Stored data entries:
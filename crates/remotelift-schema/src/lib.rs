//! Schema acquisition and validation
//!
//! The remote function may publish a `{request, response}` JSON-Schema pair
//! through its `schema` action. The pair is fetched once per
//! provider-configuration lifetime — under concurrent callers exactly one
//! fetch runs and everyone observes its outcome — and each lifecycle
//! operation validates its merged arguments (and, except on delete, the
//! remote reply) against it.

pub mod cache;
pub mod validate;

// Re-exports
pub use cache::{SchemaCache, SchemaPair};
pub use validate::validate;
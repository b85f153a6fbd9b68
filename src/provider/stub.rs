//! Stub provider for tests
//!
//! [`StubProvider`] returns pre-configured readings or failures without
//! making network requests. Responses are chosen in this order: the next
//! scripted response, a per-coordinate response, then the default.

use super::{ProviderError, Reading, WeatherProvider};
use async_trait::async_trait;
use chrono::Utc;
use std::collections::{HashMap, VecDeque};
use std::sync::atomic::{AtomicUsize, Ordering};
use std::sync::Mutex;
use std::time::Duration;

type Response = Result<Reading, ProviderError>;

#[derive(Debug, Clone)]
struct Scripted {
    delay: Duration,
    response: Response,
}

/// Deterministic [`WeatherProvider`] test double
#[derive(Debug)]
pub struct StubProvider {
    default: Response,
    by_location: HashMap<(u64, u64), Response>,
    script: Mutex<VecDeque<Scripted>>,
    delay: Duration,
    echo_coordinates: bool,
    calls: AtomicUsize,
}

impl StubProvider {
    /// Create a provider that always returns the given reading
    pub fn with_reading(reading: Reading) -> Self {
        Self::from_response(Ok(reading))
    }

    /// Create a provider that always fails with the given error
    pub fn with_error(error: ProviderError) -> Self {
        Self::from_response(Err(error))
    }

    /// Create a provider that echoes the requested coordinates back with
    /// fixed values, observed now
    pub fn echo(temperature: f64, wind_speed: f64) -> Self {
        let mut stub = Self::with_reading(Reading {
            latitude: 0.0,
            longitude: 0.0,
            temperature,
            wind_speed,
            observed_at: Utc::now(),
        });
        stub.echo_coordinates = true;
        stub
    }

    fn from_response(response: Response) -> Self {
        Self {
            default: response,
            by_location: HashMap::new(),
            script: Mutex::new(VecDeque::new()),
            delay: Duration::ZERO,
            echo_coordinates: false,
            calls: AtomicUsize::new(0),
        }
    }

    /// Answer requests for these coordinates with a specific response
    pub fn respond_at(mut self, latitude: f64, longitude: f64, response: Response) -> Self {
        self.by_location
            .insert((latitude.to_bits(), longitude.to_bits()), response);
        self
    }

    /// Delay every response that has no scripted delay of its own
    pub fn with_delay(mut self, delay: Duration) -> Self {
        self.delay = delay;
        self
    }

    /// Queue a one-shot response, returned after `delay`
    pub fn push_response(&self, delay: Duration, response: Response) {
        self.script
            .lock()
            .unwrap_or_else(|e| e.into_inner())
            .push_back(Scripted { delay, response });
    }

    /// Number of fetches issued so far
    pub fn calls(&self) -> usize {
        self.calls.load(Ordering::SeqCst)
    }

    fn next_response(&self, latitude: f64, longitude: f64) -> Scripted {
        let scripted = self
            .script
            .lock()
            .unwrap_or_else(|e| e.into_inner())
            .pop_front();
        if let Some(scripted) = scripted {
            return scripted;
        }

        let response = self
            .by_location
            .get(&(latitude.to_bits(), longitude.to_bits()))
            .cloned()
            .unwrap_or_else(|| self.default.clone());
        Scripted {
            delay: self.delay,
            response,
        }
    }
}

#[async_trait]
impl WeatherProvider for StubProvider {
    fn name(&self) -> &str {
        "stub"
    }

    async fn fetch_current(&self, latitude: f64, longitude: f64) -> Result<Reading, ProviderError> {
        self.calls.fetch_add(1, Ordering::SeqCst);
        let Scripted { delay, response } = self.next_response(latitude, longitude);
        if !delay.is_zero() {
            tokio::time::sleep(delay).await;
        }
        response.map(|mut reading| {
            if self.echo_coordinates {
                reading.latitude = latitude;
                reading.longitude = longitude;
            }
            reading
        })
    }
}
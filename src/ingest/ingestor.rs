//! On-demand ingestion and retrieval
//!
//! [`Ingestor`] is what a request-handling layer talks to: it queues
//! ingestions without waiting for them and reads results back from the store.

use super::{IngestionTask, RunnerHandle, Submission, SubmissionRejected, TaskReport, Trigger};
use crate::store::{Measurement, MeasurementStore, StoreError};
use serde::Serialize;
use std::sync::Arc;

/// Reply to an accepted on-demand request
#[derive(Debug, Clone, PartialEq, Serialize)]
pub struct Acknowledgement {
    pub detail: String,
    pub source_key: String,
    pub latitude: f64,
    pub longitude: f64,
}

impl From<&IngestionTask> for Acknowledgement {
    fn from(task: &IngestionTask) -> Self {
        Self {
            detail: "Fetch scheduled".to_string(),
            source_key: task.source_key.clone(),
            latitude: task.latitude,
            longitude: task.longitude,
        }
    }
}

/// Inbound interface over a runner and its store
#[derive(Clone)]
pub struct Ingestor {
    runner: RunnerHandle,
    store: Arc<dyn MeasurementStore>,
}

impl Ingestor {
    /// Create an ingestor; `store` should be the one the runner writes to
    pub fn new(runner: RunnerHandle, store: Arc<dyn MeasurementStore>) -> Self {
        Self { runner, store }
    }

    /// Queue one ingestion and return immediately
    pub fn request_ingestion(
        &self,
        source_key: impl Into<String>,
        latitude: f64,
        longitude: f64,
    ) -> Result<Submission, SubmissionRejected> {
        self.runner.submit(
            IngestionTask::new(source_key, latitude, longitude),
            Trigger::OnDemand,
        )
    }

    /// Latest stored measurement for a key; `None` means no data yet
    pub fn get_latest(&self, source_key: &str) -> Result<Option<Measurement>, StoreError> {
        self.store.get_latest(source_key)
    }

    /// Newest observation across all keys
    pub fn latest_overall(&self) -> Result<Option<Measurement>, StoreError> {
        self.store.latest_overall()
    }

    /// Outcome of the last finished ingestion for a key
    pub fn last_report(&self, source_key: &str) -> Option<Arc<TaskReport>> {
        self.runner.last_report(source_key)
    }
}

PROBLEM DETAILS: Working from the entries above, find every line in which the word "WeatherProvider" occurs and copy it.

RESPONSE TO THIS TASK:
use super::{ProviderError, Reading, WeatherProvider};
/// Deterministic [`WeatherProvider`] test double
impl WeatherProvider for StubProvider {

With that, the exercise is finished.